Positive News | Martin Wright | September 13, 2023 | biodiversity | Shield Insurance Agency Blog

Is tackling biodiversity loss or climate change more important? The beautiful thing that many people don’t realize is that doing the first will fix the second, writes Martin Wright

Can a grey wolf calm the climate? Can a whale tame the skies?

No, those aren’t the chorus lines of some whimsical 70s folk song. Rather, they’re the sort of legitimate questions arising from a fascinating new study into a previously overlooked, but potentially crucial, benefit of rewilding.

It found that maintaining healthy populations of just nine key wild species (or groups of species) – including elephants and wolves, but also wildebeest, musk ox, and bison, as well as marine fish, whales, sharks, and sea otters – can play a vital role in controlling the carbon cycle on land and sea. How? Because in order for such creatures to thrive, they need a viable habitat. And if that’s conserved, whether in the oceans, forests, grasslands, or swamps, so are the many ways in which its natural properties of sequestering and storing carbon are maintained, too.

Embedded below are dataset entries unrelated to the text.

impl App {
    /// Creates new application backed by `repository`.
    #[must_use]
    pub fn new(repository: Arc<dyn NoteRepositoryPort>, config: &AppConfig) -> Self {
        Self {
            book: NoteBook::new(),
            location: repository.location(),
            load_notes: LoadNotesUseCase::new(repository.clone()),
            create_note: CreateNoteUseCase::new(repository.clone()),
            delete_note: DeleteNoteUseCase::new(repository.clone()),
            save_note: SaveNoteUseCase::new(repository),
            registry: CommandRegistry::with_overrides(&config.keybindings),
            theme: Theme::new(&config.theme.accent_color),
            screen: NotesScreenState::new().with_footer(config.ui.show_footer),
            dialog: None,
            seed_example: config.seed_example,
            should_quit: false,
        }
    }

    /// Runs the main application loop.
    ///
    /// # Errors
    /// Returns error if drawing fails or the terminal event stream errors.
    pub async fn run(mut self, terminal: &mut DefaultTerminal) -> color_eyre::Result<()> {
        self.load().await;

        let mut terminal_events = EventStream::new();
        terminal.draw(|frame| self.render(frame))?;

        while !self.should_quit {
            let Some(event) = terminal_events.next().await else {
                debug!("Terminal event stream closed");
                break;
            };
            let event = event?;

            if let Some(key) = EventHandler::key_press(&event)
                && self.handle_key(key).await == EventResult::Exit
            {
                self.should_quit = true;
            }

            if EventHandler::needs_redraw(&event) {
                terminal.draw(|frame| self.render(frame))?;
            }
        }

        info!("Exiting");
        Ok(())
    }

    /// Loads the note book, showing an error dialog if the store is unreadable.
    pub async fn load(&mut self) {
        self.book = match self.load_notes.execute(self.seed_example).await {
            Ok(book) => book,
            Err(e) => {
                error!(location = %self.location, error = %e, "Failed to load notes");
                self.dialog = Some(Dialog::error(format!("Failed to load notes: {e}")));
                NoteBook::new()
            }
        };
        self.screen.resync(&self.book, None);
    }

    async fn handle_key(&mut self, key: KeyEvent) -> EventResult {
        if self.dialog.is_some() {
            if matches!(key.code, KeyCode::Enter | KeyCode::Esc | KeyCode::Char(' ')) {
                self.dialog = None;
            }
            return EventResult::Consumed;
        }

        match self.screen.handle_key(key, &self.registry) {
            NotesKeyResult::Quit => return EventResult::Exit,
            NotesKeyResult::AddNote => self.add_note().await,
            NotesKeyResult::DeleteNote => self.delete_note().await,
            NotesKeyResult::SaveNote => self.save_note().await,
            NotesKeyResult::ToggleTagSearch => self.toggle_tag_search(),
            NotesKeyResult::SelectionChanged => self.screen.show_selected(&self.book),
            NotesKeyResult::Consumed => {}
            NotesKeyResult::Ignored => return EventResult::Continue,
        }
        EventResult::Consumed
    }

    async fn add_note(&mut self) {
        let raw_title = self.screen.title_text().to_string();
        let result = self.create_note.execute(&mut self.book, &raw_title).await;
        self.screen.resync(&self.book, None);

        match result {
            Ok(_) => self.screen.clear_title(),
            Err(e) => self.report(&e),
        }
    }

    async fn delete_note(&mut self) {
        let selected = self.screen.selected_title().map(String::from);
        let result = self
            .delete_note
            .execute(&mut self.book, selected.as_deref())
            .await;
        self.screen.resync(&self.book, None);

        match result {
            Ok(_) => self.screen.clear_fields(),
            Err(e) => self.report(&e),
        }
    }

    async fn save_note(&mut self) {
        let request = self.screen.save_request();
        match self.save_note.execute(&mut self.book, request).await {
            Ok(title) => {
                self.screen.resync(&self.book, Some(title.as_str()));
                self.screen.show_selected(&self.book);
                self.dialog = Some(Dialog::info("Note saved!"));
            }
            Err(e) => {
                self.screen.resync(&self.book, None);
                self.report(&e);
            }
        }
    }

    fn toggle_tag_search(&mut self) {
        match self.screen.toggle_filter(&self.book) {
            Ok(()) => debug!(
                active = self.screen.filter().is_active(),
                tag = ?self.screen.filter().tag(),
                "Tag filter toggled"
            ),
            Err(e) => self.report(&e),
        }
    }

    fn report(&mut self, error: &NoteError) {
        if error.is_validation() {
            warn!(error = %error, "Note operation rejected");
        } else {
            error!(location = %self.location, error = %error, "Note operation failed");
        }
        self.dialog = Some(Dialog::from_note_error(error));
    }

    fn render(&mut self, frame: &mut Frame) {
        let area = frame.area();
        let commands = self.screen.get_commands(&self.registry);
        let screen = NotesScreen::new(&self.book, &self.theme, commands)
            .location(&self.location)
            .dialog_open(self.dialog.is_some());
        frame.render_stateful_widget(screen, area, &mut self.screen);

        if let Some(dialog) = &self.dialog {
            frame.render_widget(DialogWidget::new(dialog, &self.theme), area);
        }
    }

    /// Returns the in-memory notes.
    #[must_use]
    pub const fn book(&self) -> &NoteBook {
        &self.book
    }

    /// Returns the open dialog, if any.
    #[must_use]
    pub const fn dialog(&self) -> Option<&Dialog> {
        self.dialog.as_ref()
    }

    /// Returns the notes screen state.
    #[must_use]
    pub const fn screen(&self) -> &NotesScreenState {
        &self.screen
    }
}
use crate::domain::keybinding::{Action, Keybind, parse_key};
use crossterm::event::{KeyCode, KeyEvent, KeyModifiers};
use std::collections::HashMap;
use tracing::warn;

/// Key bindings: the keys that trigger each action and the key shown for it.
pub struct CommandRegistry {
    display_bindings: HashMap<Action, KeyEvent>,
    input_bindings: Vec<(KeyEvent, Action)>,
}

impl Default for CommandRegistry {
    fn default() -> Self {
        let mut registry = Self {
            display_bindings: HashMap::new(),
            input_bindings: Vec::new(),
        };

        let ctrl = |c: char| KeyEvent::new(KeyCode::Char(c), KeyModifiers::CONTROL);
        let plain = |code: KeyCode| KeyEvent::new(code, KeyModifiers::NONE);

        registry.register(Action::Quit, ctrl('c'), true);
        registry.register(Action::Quit, ctrl('q'), false);

        registry.register(Action::AddNote, ctrl('n'), true);
        registry.register(Action::DeleteNote, ctrl('d'), true);
        registry.register(Action::SaveNote, ctrl('s'), true);
        registry.register(Action::ToggleTagSearch, ctrl('f'), true);

        registry.register(Action::FocusNext, plain(KeyCode::Tab), true);
        registry.register(
            Action::FocusPrevious,
            KeyEvent::new(KeyCode::BackTab, KeyModifiers::SHIFT),
            true,
        );
        registry.register(Action::FocusPrevious, plain(KeyCode::BackTab), false);
        registry.register(Action::FocusList, ctrl('l'), true);

        registry.register(Action::NavigateUp, plain(KeyCode::Up), true);
        registry.register(Action::NavigateUp, plain(KeyCode::Char('k')), false);
        registry.register(Action::NavigateDown, plain(KeyCode::Down), true);
        registry.register(Action::NavigateDown, plain(KeyCode::Char('j')), false);
        registry.register(Action::SelectFirst, plain(KeyCode::Home), true);
        registry.register(Action::SelectFirst, plain(KeyCode::Char('g')), false);
        registry.register(Action::SelectLast, plain(KeyCode::End), true);
        registry.register(
            Action::SelectLast,
            KeyEvent::new(KeyCode::Char('G'), KeyModifiers::SHIFT),
            false,
        );

        registry.register(Action::Confirm, plain(KeyCode::Enter), true);
        registry.register(Action::Confirm, plain(KeyCode::Char(' ')), false);
        registry.register(Action::Cancel, plain(KeyCode::Esc), true);

        registry
    }
}

impl CommandRegistry {
    /// Creates the default registry with user overrides applied.
    ///
    /// Each override binds a key to an action ahead of the defaults and
    /// becomes the key shown for that action. Unparsable keys are skipped.
    pub fn with_overrides(overrides: &HashMap<String, Action>) -> Self {
        let mut registry = Self::default();

        let mut entries: Vec<_> = overrides.iter().collect();
        entries.sort_by(|a, b| a.0.cmp(b.0));

        for (binding, action) in entries {
            match parse_key(binding) {
                Some(key) => {
                    registry.input_bindings.retain(|(k, _)| !same_key(k, &key));
                    registry.input_bindings.insert(0, (key, *action));
                    registry.display_bindings.insert(*action, key);
                }
                None => warn!(key = %binding, "Ignoring unrecognized keybinding"),
            }
        }

        registry
    }

    fn register(&mut self, action: Action, key: KeyEvent, is_primary: bool) {
        if is_primary {
            self.display_bindings.insert(action, key);
        }
        self.input_bindings.push((key, action));
    }

    /// Returns the primary key of `action`.
    pub fn get(&self, action: Action) -> Option<KeyEvent> {
        self.display_bindings.get(&action).copied()
    }

    /// Returns the action bound to `key`, if any.
    pub fn find_action(&self, key: KeyEvent) -> Option<Action> {
        self.input_bindings
            .iter()
            .find(|(k, _)| same_key(k, &key))
            .map(|(_, a)| *a)
    }

    /// Builds a footer entry for `action` using its primary key.
    pub fn keybind(&self, action: Action, label: &'static str) -> Option<Keybind> {
        self.get(action).map(|key| Keybind::new(key, action, label))
    }
}

fn same_key(a: &KeyEvent, b: &KeyEvent) -> bool {
    a.code == b.code && a.modifiers == b.modifiers
}

/// Screens that list their key bindings in the footer.
pub trait HasCommands {
    fn get_commands(&self, registry: &CommandRegistry) -> Vec<Keybind>;
}
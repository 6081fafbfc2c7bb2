//! smartnotes - A small terminal note manager with tags.
//!
//! Notes are kept in memory as an ordered title to note mapping and written
//! to a JSON file after every change. The crate follows a layered layout:
//! domain entities and ports, application use cases, infrastructure
//! adapters and a ratatui presentation layer.

#![warn(missing_docs)]
#![warn(clippy::all)]
#![warn(clippy::pedantic)]
#![allow(clippy::module_name_repetitions)]

/// Application layer containing use cases and DTOs.
pub mod application;
/// Domain layer containing entities, errors, and port definitions.
pub mod domain;
/// Infrastructure layer containing adapters for storage and configuration.
pub mod infrastructure;
/// Presentation layer containing UI components and event handling.
pub mod presentation;

/// Current version of the application.
pub const VERSION: &str = env!("CARGO_PKG_VERSION");

/// Application name.
pub const NAME: &str = "smartnotes";
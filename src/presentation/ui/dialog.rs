//! Modal message dialog.

use ratatui::{
    buffer::Buffer,
    layout::{Alignment, Rect},
    style::{Color, Modifier, Style},
    text::{Line, Span},
    widgets::{Block, Borders, Clear, Paragraph, Widget, Wrap},
};
use unicode_width::UnicodeWidthStr;

use crate::domain::errors::NoteError;
use crate::presentation::theme::Theme;

const MAX_DIALOG_WIDTH: u16 = 60;
const MIN_DIALOG_WIDTH: u16 = 24;

/// Severity of a dialog.
#[allow(missing_docs)]
#[derive(Debug, Clone, Copy, PartialEq, Eq)]
pub enum DialogLevel {
    Info,
    Warning,
    Error,
}

impl DialogLevel {
    /// Returns the dialog title for this level.
    #[must_use]
    pub const fn title(self) -> &'static str {
        match self {
            Self::Info => "Information",
            Self::Warning => "Warning",
            Self::Error => "Error",
        }
    }

    fn color(self, theme: &Theme) -> Color {
        match self {
            Self::Info => theme.accent,
            Self::Warning => Color::Yellow,
            Self::Error => Color::Red,
        }
    }
}

/// Modal message shown over the screen until dismissed.
#[allow(missing_docs)]
#[derive(Debug, Clone, PartialEq, Eq)]
pub struct Dialog {
    pub level: DialogLevel,
    pub message: String,
}

impl Dialog {
    /// Creates a dialog.
    #[must_use]
    pub fn new(level: DialogLevel, message: impl Into<String>) -> Self {
        Self {
            level,
            message: message.into(),
        }
    }

    /// Creates an information dialog.
    #[must_use]
    pub fn info(message: impl Into<String>) -> Self {
        Self::new(DialogLevel::Info, message)
    }

    /// Creates a warning dialog.
    #[must_use]
    pub fn warning(message: impl Into<String>) -> Self {
        Self::new(DialogLevel::Warning, message)
    }

    /// Creates an error dialog.
    #[must_use]
    pub fn error(message: impl Into<String>) -> Self {
        Self::new(DialogLevel::Error, message)
    }

    /// Maps a failed note operation to the dialog shown to the user.
    #[must_use]
    pub fn from_note_error(error: &NoteError) -> Self {
        match error {
            NoteError::EmptyTitle => Self::warning("Note title cannot be empty!"),
            NoteError::DuplicateTitle { .. } => {
                Self::warning("A note with this title already exists!")
            }
            NoteError::NoSelection { operation } => {
                Self::warning(format!("Select a note to {operation}!"))
            }
            NoteError::EmptySearchTag => Self::warning("Enter a tag to search!"),
            NoteError::NotFound { title } => Self::warning(format!("Note \"{title}\" not found!")),
            NoteError::Storage(e) => Self::error(format!("Failed to write notes: {e}")),
        }
    }
}

/// Renders a [`Dialog`] centered over the given area.
pub struct DialogWidget<'a> {
    dialog: &'a Dialog,
    theme: &'a Theme,
}

impl<'a> DialogWidget<'a> {
    /// Creates the widget.
    #[must_use]
    pub fn new(dialog: &'a Dialog, theme: &'a Theme) -> Self {
        Self { dialog, theme }
    }

    fn popup_area(&self, area: Rect) -> Rect {
        let message_width = u16::try_from(self.dialog.message.width()).unwrap_or(u16::MAX);
        let width = message_width
            .saturating_add(4)
            .clamp(MIN_DIALOG_WIDTH, MAX_DIALOG_WIDTH)
            .min(area.width);

        let inner_width = width.saturating_sub(2).max(1);
        let lines = message_width.div_ceil(inner_width).max(1);
        // Borders, message, blank line, hint.
        let height = lines.saturating_add(4).min(area.height);

        let x = area.x + area.width.saturating_sub(width) / 2;
        let y = area.y + area.height.saturating_sub(height) / 2;
        Rect::new(x, y, width, height)
    }
}

impl Widget for DialogWidget<'_> {
    fn render(self, area: Rect, buf: &mut Buffer) {
        let popup = self.popup_area(area);
        if popup.area() == 0 {
            return;
        }

        let color = self.dialog.level.color(self.theme);
        let block = Block::default()
            .borders(Borders::ALL)
            .border_style(Style::default().fg(color))
            .title(Span::styled(
                format!(" {} ", self.dialog.level.title()),
                Style::default().fg(color).add_modifier(Modifier::BOLD),
            ));

        let text = vec![
            Line::from(self.dialog.message.as_str()),
            Line::raw(""),
            Line::from(Span::styled("Enter: OK", self.theme.dimmed_style)),
        ];

        Clear.render(popup, buf);
        Paragraph::new(text)
            .block(block)
            .alignment(Alignment::Center)
            .wrap(Wrap { trim: true })
            .render(popup, buf);
    }
}

#[cfg(test)]
mod tests {
    use super::*;
    use crate::domain::errors::StorageError;

    #[test]
    fn test_validation_errors_are_warnings() {
        let dialog = Dialog::from_note_error(&NoteError::duplicate("x"));
        assert_eq!(dialog.level, DialogLevel::Warning);
        assert_eq!(dialog.message, "A note with this title already exists!");

        let dialog = Dialog::from_note_error(&NoteError::no_selection("delete"));
        assert_eq!(dialog.message, "Select a note to delete!");
    }

    #[test]
    fn test_storage_errors_are_errors() {
        let error = NoteError::Storage(StorageError::Serialize("boom".into()));
        let dialog = Dialog::from_note_error(&error);
        assert_eq!(dialog.level, DialogLevel::Error);
        assert!(dialog.message.starts_with("Failed to write notes"));
    }

    #[test]
    fn test_popup_is_centered_and_fits() {
        let dialog = Dialog::info("Note saved!");
        let theme = Theme::default();
        let area = Rect::new(0, 0, 80, 24);

        let popup = DialogWidget::new(&dialog, &theme).popup_area(area);

        assert_eq!(popup.width, MIN_DIALOG_WIDTH);
        assert_eq!(popup.height, 5);
        assert_eq!(popup.x, (80 - MIN_DIALOG_WIDTH) / 2);
        assert!(area.contains(popup.as_position()));
    }

    #[test]
    fn test_render_shows_message() {
        let dialog = Dialog::warning("Enter a tag to search!");
        let theme = Theme::default();
        let area = Rect::new(0, 0, 60, 12);
        let mut buf = Buffer::empty(area);

        DialogWidget::new(&dialog, &theme).render(area, &mut buf);

        let screen: String = (0..area.height)
            .flat_map(|y| (0..area.width).map(move |x| (x, y)))
            .map(|(x, y)| buf[(x, y)].symbol().to_string())
            .collect();
        assert!(screen.contains("Enter a tag to search!"));
        assert!(screen.contains("Warning"));
    }
}
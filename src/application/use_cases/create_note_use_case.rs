//! Create note use case implementation.

use std::sync::Arc;

use tracing::{debug, info, warn};

use crate::domain::entities::{NoteBook, NoteTitle};
use crate::domain::errors::NoteError;
use crate::domain::ports::NoteRepositoryPort;

/// Adds an empty note under a new title.
#[derive(Clone)]
pub struct CreateNoteUseCase {
    repository: Arc<dyn NoteRepositoryPort>,
}

impl CreateNoteUseCase {
    /// Creates new create use case.
    #[must_use]
    pub const fn new(repository: Arc<dyn NoteRepositoryPort>) -> Self {
        Self { repository }
    }

    /// Validates `raw_title`, inserts an empty note and persists the book.
    ///
    /// # Errors
    /// Returns error if the title is empty or taken, or if persisting fails.
    /// On a persistence failure the note stays in `book`.
    pub async fn execute(
        &self,
        book: &mut NoteBook,
        raw_title: &str,
    ) -> Result<NoteTitle, NoteError> {
        let title = NoteTitle::parse(raw_title)?;
        debug!(title = %title, "Creating note");

        book.create(&title).inspect_err(|e| {
            warn!(title = %title, error = %e, "Note not created");
        })?;

        self.repository.save(book).await?;
        info!(title = %title, count = book.len(), "Note created");
        Ok(title)
    }
}

#[cfg(test)]
mod tests {
    use super::*;
    use crate::domain::ports::mocks::MockNoteRepository;

    #[tokio::test]
    async fn test_create_adds_one_and_persists() {
        let repo = Arc::new(MockNoteRepository::new());
        let use_case = CreateNoteUseCase::new(repo.clone());
        let mut book = NoteBook::example();

        let title = use_case.execute(&mut book, "  Groceries ").await.unwrap();

        assert_eq!(title.as_str(), "Groceries");
        assert_eq!(book.len(), 2);
        assert_eq!(repo.stored(), Some(book));
    }

    #[tokio::test]
    async fn test_duplicate_rejected_without_write() {
        let repo = Arc::new(MockNoteRepository::new());
        let use_case = CreateNoteUseCase::new(repo.clone());
        let mut book = NoteBook::example();

        let result = use_case.execute(&mut book, "Instructions").await;

        assert!(matches!(result, Err(NoteError::DuplicateTitle { .. })));
        assert_eq!(book.len(), 1);
        assert_eq!(repo.save_count(), 0);
    }

    #[tokio::test]
    async fn test_empty_title_rejected() {
        let repo = Arc::new(MockNoteRepository::new());
        let use_case = CreateNoteUseCase::new(repo.clone());
        let mut book = NoteBook::new();

        let result = use_case.execute(&mut book, "   ").await;

        assert!(matches!(result, Err(NoteError::EmptyTitle)));
        assert!(book.is_empty());
    }

    #[tokio::test]
    async fn test_storage_failure_keeps_note_in_memory() {
        let repo = Arc::new(MockNoteRepository::new());
        repo.fail_saves();
        let use_case = CreateNoteUseCase::new(repo);
        let mut book = NoteBook::new();

        let result = use_case.execute(&mut book, "draft").await;

        assert!(matches!(result, Err(NoteError::Storage(_))));
        assert!(book.contains("draft"));
    }
}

The overall impact could be, to put it mildly, massive. Compiled by 15 scientists from eight different countries, the study concluded that it could collectively enable the capture of 6.41 billion tonnes of carbon dioxide every year. This is equivalent to a cool 95 percent of the total needed to meet the Paris Agreement target of removing enough carbon from the atmosphere to keep global temperature rises below the 1.5C threshold.

The mechanisms by which this can happen are many and varied. Whales, for example, directly store carbon in their bodies, while the (substantial) quantity of whale poo is thought to stimulate the growth of phytoplankton. These in turn sequester shedloads of CO2 – as much as 1.7tn trees, or four Amazon rainforests’ worth.

Other creatures have a less dramatic, but no less beneficial impact. Take wolves. When they were reintroduced into Yellowstone Park in the US in the mid-90s, they triggered an extraordinary array of changes, from the recovery of local woodlands to the revival of populations of beavers, swans, and wildflowers, regenerating a climate-friendly ecosystem.

The study’s leader, Yale School of the Environment’s Professor Oswald Schultz, commented that “wildlife species, throughout their interaction with the environment, are the missing link between biodiversity and climate. This interaction means rewilding can be among the best nature-based climate solutions available to humankind.”

This news couldn’t come at a better time for advocates of a wilder world. Because rewilding’s had a mixed press of late. While many applaud the progress made in places like the Knepp Estate in Sussex, or Wild Ken Hill in Norfolk, others are skeptical. Much, but not all, of that skepticism is unfounded.

Fears that rewilding would harm food security are largely groundless: most nature recovery projects are happening on relatively unproductive land, and the benefits they bring, such as reducing floods, boosting populations of natural pest controllers, and conserving soil, can actually have positive impacts on food production in fields nearby.

At various times, though, sweeping efforts to rewild land or sea, in places as diverse as Wales, Scotland, the Netherlands, and Tanzania, without bringing local people on board, have drawn some understandable criticism. This is why the best nature recovery projects make sure to put humans at the heart of it all.